POLICE in Musina, South Africa,13 kilometres south of the border town of Beitbridge, have cracked a cross-border livestock rustling syndicate.

BY OWN CORRESPONDENT

In an operation launched against violation of Animals Protection and Meat Safety Act of South Africa police recovered three refrigerator loads of beef and goat meat believed to be from stolen animals.

South African Police Services (Saps) spokesman for Limpopo Province Lieutenant Colonel Moatshe Ngoepe said the refrigerators had 69 goat heads, a beef and three goat carcasses.

“We arrested three suspects for violating the Animals Protection and Meat Safety Act Chapter 40 of 2000,” he said in a statement.

The act promotes safety in meat and other related products for public consumption.

Like Beitbridge in Zimbabwe, Musina is worried about growing illegal meat sales, which have promoted stock theft and poaching in areas around the two neighbouring towns.

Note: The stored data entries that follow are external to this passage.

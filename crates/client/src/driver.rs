//! Bridge process discovery.
//!
//! The actual WhatsApp handshake runs in a Node.js bridge (wrapping
//! whatsapp-web.js). This module locates the Node executable and the bridge
//! entry script, preferring explicit environment overrides over installed
//! copies.

use std::path::{Path, PathBuf};
use std::process::Command;

use tracing::warn;

use crate::error::{Error, Result};

/// Name of the npm package containing the bridge entry script.
const BRIDGE_PACKAGE: &str = "wa-bridge";

/// Locates the bridge, returning `(node_executable, bridge_js)`.
///
/// Search order:
/// 1. `WA_BRIDGE_NODE` + `WA_BRIDGE_JS` environment variables
/// 2. `WA_BRIDGE_PATH` (directory containing `bridge.js`)
/// 3. Global npm installation (`npm root -g`)
/// 4. Local npm installation (`npm root`)
///
/// Environment overrides take precedence so environments with unusual Node
/// installs can point at a working binary.
pub fn resolve_bridge() -> Result<(PathBuf, PathBuf)> {
	if let (Ok(node), Ok(js)) = (
		std::env::var("WA_BRIDGE_NODE"),
		std::env::var("WA_BRIDGE_JS"),
	) {
		let node = PathBuf::from(node);
		let js = PathBuf::from(js);
		if node.exists() && js.exists() {
			return Ok((node, js));
		}
		warn!(
			target = "wa.driver",
			"WA_BRIDGE_NODE/WA_BRIDGE_JS set but paths do not exist; continuing search"
		);
	}

	if let Ok(dir) = std::env::var("WA_BRIDGE_PATH") {
		let js = Path::new(&dir).join("bridge.js");
		if js.exists() {
			return Ok((find_node()?, js));
		}
		warn!(
			target = "wa.driver",
			path = %js.display(),
			"WA_BRIDGE_PATH set but bridge.js not found; continuing search"
		);
	}

	for root in [npm_root(true), npm_root(false)].into_iter().flatten() {
		let js = root.join(BRIDGE_PACKAGE).join("bridge.js");
		if js.exists() {
			return Ok((find_node()?, js));
		}
	}

	Err(Error::BridgeNotFound)
}

fn find_node() -> Result<PathBuf> {
	which::which("node").map_err(|_| Error::BridgeNotFound)
}

/// Returns the npm module root (`npm root [-g]`), if npm is available.
fn npm_root(global: bool) -> Option<PathBuf> {
	let mut command = Command::new("npm");
	command.arg("root");
	if global {
		command.arg("-g");
	}

	let output = command.output().ok()?;
	if !output.status.success() {
		return None;
	}

	let root = String::from_utf8(output.stdout).ok()?;
	let root = PathBuf::from(root.trim());
	root.exists().then_some(root)
}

Villagers around Beitbridge and across the Limpopo in SA have regularly complained that thieves steal their livestock and drive them across the Limpopo to either side for slaughter.

Last year a Beitbridge court sentenced five cross-border cattle rustlers 14 years each in prison after they were caught in a Musina cemetery skinning stolen cattle.

The thieves, all Zimbabweans, were arrested by Saps with the help of Musina residents.